In an attempt to reduce the costs of reading and publishing articles and to make more scientific literature free to read, library consortia have been pushing for more open access terms from publishers.

Several big publishers have begun brokering so-called read-and-publish deals around the world in recent years, following growing pressure from governments and academics. 

“Advancing open research and open access is critical to the success of researchers,” says Judy Verses, executive vice president of research at Wiley. “We are committed to working with the research community on deals that drive open access and increase the impact of scholarly evidence.” 

Publishers have engaged in lengthy negotiations in countries including Norway, Germany, Sweden and Hungary, with talks frequently stalling over disagreements about the cost of open access publishing.

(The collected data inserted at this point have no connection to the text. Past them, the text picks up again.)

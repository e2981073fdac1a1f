use clap::{Parser, Subcommand};
use clap_verbosity_flag::{Verbosity, WarnLevel};
use eps_bat_lib::{
    protocol as proto,
    telemetry::{BatChannel, EpsChannel, EpsUnit},
};
use std::{path::PathBuf, time::Duration};

fn parse_pdm_channel(s: &str) -> Result<proto::PdmChannel, String> {
    let channel =
        clap_num::maybe_hex::<u8>(s).map_err(|e| format!("Invalid PDM channel format: {e}"))?;
    proto::PdmChannel::try_from(channel).map_err(|e| e.to_string())
}

fn parse_pcm_mask(s: &str) -> Result<proto::PcmMask, String> {
    let mask = clap_num::maybe_hex::<u8>(s).map_err(|e| format!("Invalid PCM mask format: {e}"))?;
    proto::PcmMask::try_from(mask).map_err(|e| e.to_string())
}

fn parse_watchdog_period(s: &str) -> Result<proto::WatchdogPeriod, String> {
    let minutes = s
        .parse::<u8>()
        .map_err(|e| format!("Invalid watchdog period format: {e}"))?;
    proto::WatchdogPeriod::try_from(minutes).map_err(|e| e.to_string())
}

fn parse_timer_limit(s: &str) -> Result<proto::TimerLimit, String> {
    let limit =
        clap_num::maybe_hex::<u8>(s).map_err(|e| format!("Invalid timer limit format: {e}"))?;
    proto::TimerLimit::try_from(limit).map_err(|e| e.to_string())
}

fn parse_heater_code(s: &str) -> Result<proto::HeaterCode, String> {
    match s.to_ascii_lowercase().as_str() {
        "on" => Ok(proto::HeaterCode::On),
        "off" => Ok(proto::HeaterCode::Off),
        other => {
            let code = other
                .parse::<u8>()
                .map_err(|e| format!("Invalid heater code format: {e}"))?;
            proto::HeaterCode::try_from(code).map_err(|e| e.to_string())
        }
    }
}

#[derive(Subcommand, Debug, Clone, PartialEq)]
pub enum EpsCommands {
    /// Read the board status flags.
    Status,
    /// Read the cause of the most recent board error.
    LastError,
    /// Read the firmware version.
    Version,
    /// Read the firmware checksum.
    Checksum,
    /// Read one telemetry channel.
    Telemetry {
        /// Channel name (e.g. "VPCM5V") or register address (e.g. "0xE210").
        channel: EpsChannel,
    },
    /// Read and display every telemetry channel.
    TelemetryAll,
    /// Read the communications watchdog period in minutes.
    WatchdogPeriod,
    /// Set the communications watchdog period.
    SetWatchdogPeriod {
        /// Period in minutes (1 to 90).
        #[arg(value_parser = parse_watchdog_period)]
        minutes: proto::WatchdogPeriod,
    },
    /// Reset the communications watchdog.
    ResetWatchdog,
    /// Read the brown-out, software, manual and watchdog reset counters.
    ResetCounters,
    /// Switch every PDM on.
    PdmAllOn,
    /// Switch every PDM off.
    PdmAllOff,
    /// Read the actual, expected and initial state of every PDM.
    PdmStates,
    /// Put every PDM into its initial state.
    PdmAllToInitial,
    /// Switch one PDM on.
    PdmOn {
        /// PDM number (1 to 10).
        #[arg(value_parser = parse_pdm_channel)]
        channel: proto::PdmChannel,
    },
    /// Switch one PDM off.
    PdmOff {
        #[arg(value_parser = parse_pdm_channel)]
        channel: proto::PdmChannel,
    },
    /// Make one PDM start up switched on.
    PdmInitialOn {
        #[arg(value_parser = parse_pdm_channel)]
        channel: proto::PdmChannel,
    },
    /// Make one PDM start up switched off.
    PdmInitialOff {
        #[arg(value_parser = parse_pdm_channel)]
        channel: proto::PdmChannel,
    },
    /// Read whether one PDM is actually on.
    PdmStatus {
        #[arg(value_parser = parse_pdm_channel)]
        channel: proto::PdmChannel,
    },
    /// Set the on-time limit of one PDM.
    /// 0x00 keeps the PDM off, 0xFF keeps it on,
    /// 0x0A to 0xFE counts 30 second periods.
    #[clap(verbatim_doc_comment)]
    SetPdmTimerLimit {
        #[arg(value_parser = parse_pdm_channel)]
        channel: proto::PdmChannel,
        #[arg(value_parser = parse_timer_limit, verbatim_doc_comment)]
        limit: proto::TimerLimit,
    },
    /// Read the on-time limit of one PDM.
    PdmTimerLimit {
        #[arg(value_parser = parse_pdm_channel)]
        channel: proto::PdmChannel,
    },
    /// Read the elapsed on-time of one PDM in 30 second periods.
    PdmTimerValue {
        #[arg(value_parser = parse_pdm_channel)]
        channel: proto::PdmChannel,
    },
    /// Power cycle PCM rails.
    /// Mask bits: 0x01 battery, 0x02 5V, 0x04 3.3V, 0x08 12V.
    #[clap(verbatim_doc_comment)]
    PcmReset {
        #[arg(value_parser = parse_pcm_mask, verbatim_doc_comment)]
        mask: proto::PcmMask,
    },
    /// Reset the whole board.
    /// **Warning:** every PDM switches to its initial state.
    #[clap(verbatim_doc_comment)]
    ManualReset,
}

#[derive(Subcommand, Debug, Clone, PartialEq)]
pub enum BatCommands {
    /// Read the board status flags.
    Status,
    /// Read the cause of the most recent board error.
    LastError,
    /// Read the firmware version.
    Version,
    /// Read the firmware checksum.
    Checksum,
    /// Read one telemetry channel.
    Telemetry {
        /// Channel name (e.g. "VBAT", "TBAT1").
        channel: BatChannel,
    },
    /// Read and display every telemetry channel.
    TelemetryAll,
    /// Read the brown-out, software and manual reset counters.
    ResetCounters,
    /// Read whether the heater controller is enabled.
    HeaterStatus,
    /// Enable or disable the heater controller.
    SetHeater {
        /// "on"/"off" or 1/0.
        #[arg(value_parser = parse_heater_code)]
        code: proto::HeaterCode,
    },
    /// Reset the battery board.
    ManualReset,
}

#[derive(Subcommand, Debug, Clone, PartialEq)]
pub enum CliCommands {
    /// Talk to the EPS motherboard.
    Eps {
        /// Calibrated unit, overrides the config file.
        #[arg(long)]
        unit: Option<EpsUnit>,

        #[command(subcommand)]
        command: EpsCommands,
    },
    /// Talk to one battery board.
    Bat {
        /// Index of the battery in the configuration (0 for the first one).
        #[arg(short, long, default_value_t = 0)]
        battery: usize,

        #[command(subcommand)]
        command: BatCommands,
    },
    /// Run in daemon mode: continuously print EPS and battery telemetry.
    #[clap(verbatim_doc_comment)]
    Daemon {
        /// Interval for fetching telemetry (e.g., "10s", "1m")
        #[arg(value_parser = humantime::parse_duration, short, long, default_value = "5sec", verbatim_doc_comment)]
        poll_interval: Duration,
    },
}

const fn about_text() -> &'static str {
    "EPS and battery board CLI - Command the power subsystem over I2C."
}

#[derive(Parser, Debug)]
#[command(name="powerctl", author, version, about=about_text(), long_about = None, propagate_version = true)]
pub struct CliArgs {
    /// Configure verbosity of logging output.
    /// -v for info, -vv for debug, -vvv for trace. Default is warnings only.
    #[command(flatten)]
    pub verbose: Verbosity<WarnLevel>,

    #[command(subcommand)]
    pub command: CliCommands,

    /// YAML configuration file, defaults are used when omitted.
    #[arg(global = true, short, long)]
    pub config: Option<PathBuf>,

    /// I2C adapter device, overrides the config file.
    /// Example: "/dev/i2c-1".
    #[arg(global = true, short, long, verbatim_doc_comment)]
    pub device: Option<String>,

    /// Bus timeout for every read and write, overrides the config file.
    /// Examples: "100ms", "1s".
    #[arg(global = true, long, value_parser = humantime::parse_duration, verbatim_doc_comment)]
    pub timeout: Option<Duration>,
}

#[cfg(test)]
mod tests {
    use super::*;

    #[test]
    fn value_parsers() {
        assert_eq!(*parse_pdm_channel("0x0A").unwrap(), 10);
        assert!(parse_pdm_channel("11").is_err());
        assert_eq!(*parse_pcm_mask("0x05").unwrap(), 0x05);
        assert!(parse_pcm_mask("0").is_err());
        assert!(parse_watchdog_period("91").is_err());
        assert_eq!(*parse_timer_limit("0xFF").unwrap(), 0xFF);
        assert!(parse_timer_limit("5").is_err());
        assert_eq!(parse_heater_code("ON").unwrap(), proto::HeaterCode::On);
        assert_eq!(parse_heater_code("0").unwrap(), proto::HeaterCode::Off);
        assert!(parse_heater_code("2").is_err());
    }

    #[test]
    fn parse_commands() {
        let args = CliArgs::try_parse_from([
            "powerctl",
            "eps",
            "--unit",
            "test",
            "set-pdm-timer-limit",
            "5",
            "0x0A",
            "--timeout",
            "250ms",
        ])
        .unwrap();
        assert_eq!(args.timeout, Some(Duration::from_millis(250)));
        match args.command {
            CliCommands::Eps { unit, command } => {
                assert_eq!(unit, Some(EpsUnit::Test));
                assert_eq!(
                    command,
                    EpsCommands::SetPdmTimerLimit {
                        channel: proto::PdmChannel::try_from(5).unwrap(),
                        limit: proto::TimerLimit::try_from(0x0A).unwrap(),
                    }
                );
            }
            other => panic!("unexpected command {other:?}"),
        }

        let args =
            CliArgs::try_parse_from(["powerctl", "bat", "-b", "1", "telemetry", "tbat2"]).unwrap();
        assert_eq!(
            args.command,
            CliCommands::Bat {
                battery: 1,
                command: BatCommands::Telemetry {
                    channel: BatChannel::Tbat2
                }
            }
        );

        let args = CliArgs::try_parse_from(["powerctl", "eps", "telemetry", "0xE308"]).unwrap();
        assert_eq!(
            args.command,
            CliCommands::Eps {
                unit: None,
                command: EpsCommands::Telemetry {
                    channel: EpsChannel::Tbrd
                }
            }
        );
    }
}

Wiley says it has recently inked agreements with German institutions in the ‘Projekt DEAL’ consortium, as well as the Norwegian Directorate for ICT and joint services in higher education and research, and the Hungarian Electronic Information Service National Programme.

At an EU level, Plan S started by Science Europe and Robert-Jan Smits, the European Commission’s former open access envoy, says that by 2020, taxpayer funded research results should be free to read immediately on publication.

Researchers supported by participating Plan S funders will have to publish their results either in open access journals, or, if they choose another publishing route, make a near-final copy of the manuscript available in an approved open repository.